LC: I just want to start by saying that I don’t represent the views of the Episcopal Church; my views are my own. But I will say this: while I think that Episcopal heritage is a core tenant of our institution, the Episcopal Church gives room for different expressions of that faith. Most famously, the Episcopal Church is the via media, the middle way, and I think throughout history it has given precedent to an intellectual exploration of faith. So with the institution of the Episcopal Church, whether it’s their faith or not, [one brings] their own views to the table.
CW: Right. And personally, and I won’t represent every person who’s not necessarily theistic, I do find the religious community incredibly welcoming and opening to people like me, who in other circles would be deemed a heretic. I feel completely welcomed and able to participate in a larger way. I feel like religion is not defined—when it’s defined with very clear boundaries, leaves a lot of room for exclusion. For instance, defining religion as purely belief is highly reductive and not necessarily useful and leaves out many of the community aspects and aspects I’d say are positive influences in my life.

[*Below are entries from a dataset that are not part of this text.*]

/// Convert a kernel virtual address back to its physical address. Always
/// succeeds under the identity-map contract described on [`phys_to_virt`].
pub fn virt_to_phys(virt: VirtAddr) -> Option<PhysAddr> {
    Some(PhysAddr::new(virt.as_u64()))
}

/// Flush TLB entry for a single page
///
/// Invalidates the TLB entry for the specified virtual address.
///
/// # Arguments
///
/// * `virt` - Virtual address to flush
pub fn flush_tlb_page(virt: VirtAddr) {
    use x86_64::instructions::tlb;
    tlb::flush(Page::<Size4KiB>::containing_address(virt));
}

/// Flush entire TLB
///
/// Invalidates all TLB entries by reloading CR3.
/// This is slower than flushing individual pages but simpler.
pub fn flush_tlb_all() {
    use x86_64::instructions::tlb;
    tlb::flush_all();
}

/// Allocate a physical frame
///
/// This is a placeholder that will be replaced with proper frame allocator integration.
///
/// # Returns
///
/// - `Ok(PhysFrame)` on success
/// - `Err(&str)` if out of memory
unsafe fn allocate_frame() -> Result<PhysFrame<Size4KiB>, &'static str> {
    // Use the buddy allocator from mm subsystem
    let phys_addr = crate::mm::alloc_page()
        .ok_or("Out of physical memory")?;

    Ok(PhysFrame::containing_address(PhysAddr::new(phys_addr)))
}

/// Free a physical frame
///
/// Returns a frame to the buddy allocator.
///
/// # Arguments
///
/// * `frame` - Physical frame to free
unsafe fn free_frame(frame: PhysFrame<Size4KiB>) {
    let phys_addr = frame.start_address().as_u64();
    crate::mm::free_page(phys_addr);
}

#[cfg(test)]
mod tests {
    use super::*;

    #[test]
    fn test_phys_virt_conversion() {
        let phys = PhysAddr::new(0x1000);
        let virt = phys_to_virt(phys);
        assert_eq!(virt.as_u64(), 0x1000);

        let phys_back = virt_to_phys(virt);
        assert_eq!(phys_back, Some(phys));
    }

    #[test]
    fn test_page_table_indices() {
        let virt = VirtAddr::new(0xFFFF_8000_0000_1234);

        let p4_index = (virt.as_u64() >> 39) as u16 & 0x1FF;
        let p3_index = (virt.as_u64() >> 30) as u16 & 0x1FF;
        let p2_index = (virt.as_u64() >> 21) as u16 & 0x1FF;
        let p1_index = (virt.as_u64() >> 12) as u16 & 0x1FF;
        let offset = virt.as_u64() & 0xFFF;

        // Verify indices are extracted correctly
        assert_eq!(p4_index, 256); // Bit 47 is set
        assert_eq!(offset, 0x234);
    }
}
/// Fixed GPS points (Seoul downtown), formatted `<lat>;<lon>`.
pub const GPS_LOCATIONS: [&str; 4] = [
    "37.5665;126.9780", // City Hall
    "37.5172;127.0473", // Gangnam station
    "37.5509;126.9882", // Myeongdong
    "37.5512;126.9882", // Jongno
];

pub fn is_known_location(s: &str) -> bool {
    GPS_LOCATIONS.contains(&s)
}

LC: People of non-faith would be under that umbrella, right? But I think in some regards, you have to recognize—whatever you call it—there’s a certain spirit when people come together, even in a family or a non-religious meeting. Whether you call that a meeting the spirit of God in a Christian context or just a spirit in commonality among people, I think it’s important then to say that the faith of Sewanee is community in whatever form that takes. And that same spirit, you can call it community, is really a “glue” that holds our campus together. It would be hard just to be an individual outside—it’s impossible, maybe, to be an individual outside of the community. I think a community could lend itself to excluding individuals, but in an ideal world, where that doesn’t exist, it would be hard to define oneself outside of the community that is Sewanee.
LH: So, then, let me ask you—and Chris, you mentioned pluralism already. With that, how do you think Sewanee’s tradition (in this sense, community) gives way to pluralism on campus? Do you think there are ways that different faiths can coexist? Do you think, for the most part, that the Episcopal Church represents the community here in Sewanee? I know that’s a lofty question, so—
LC: I don’t know the statistics, but I think the students who identify as Episcopalians are a minority.
CW: Yeah, church-going Episcopalians? I’d say that’s a relatively sparse demographic here.
LC: I’m only asking that, I guess the norm—if this were an Episcopal institution, the norm would be Episcopal rituals. And so in that regard, it’s really hard to give way to different viewpoints in changing those traditions, like Convocation and graduation take place within a liturgical service. And so I think Sewanee, as a private institution, can say, “We’re not gonna touch that.” But as far as public discourse, then I think Sewanee is very open to having different viewpoints, especially when it comes to faith.
CW: Absolutely. And Vice-Chancellor McCardell summed it up really well in the letters in the wake of some of the acts that have been committed in the name of President-elect Trump, with some of the frankly hateful rhetoric that has been existing in country as of late. In that way, I feel very well-represented by the vice-chancellor at the time, that we as a community are really standing up for understanding and one another, and a grossly larger human empathy. And I think that’s—as far as my experiences with the Episcopal Church, that’s one of the things that I would glean from all the teachings, is that there is no one necessarily right way and that being welcoming is the most important aspect of our lives.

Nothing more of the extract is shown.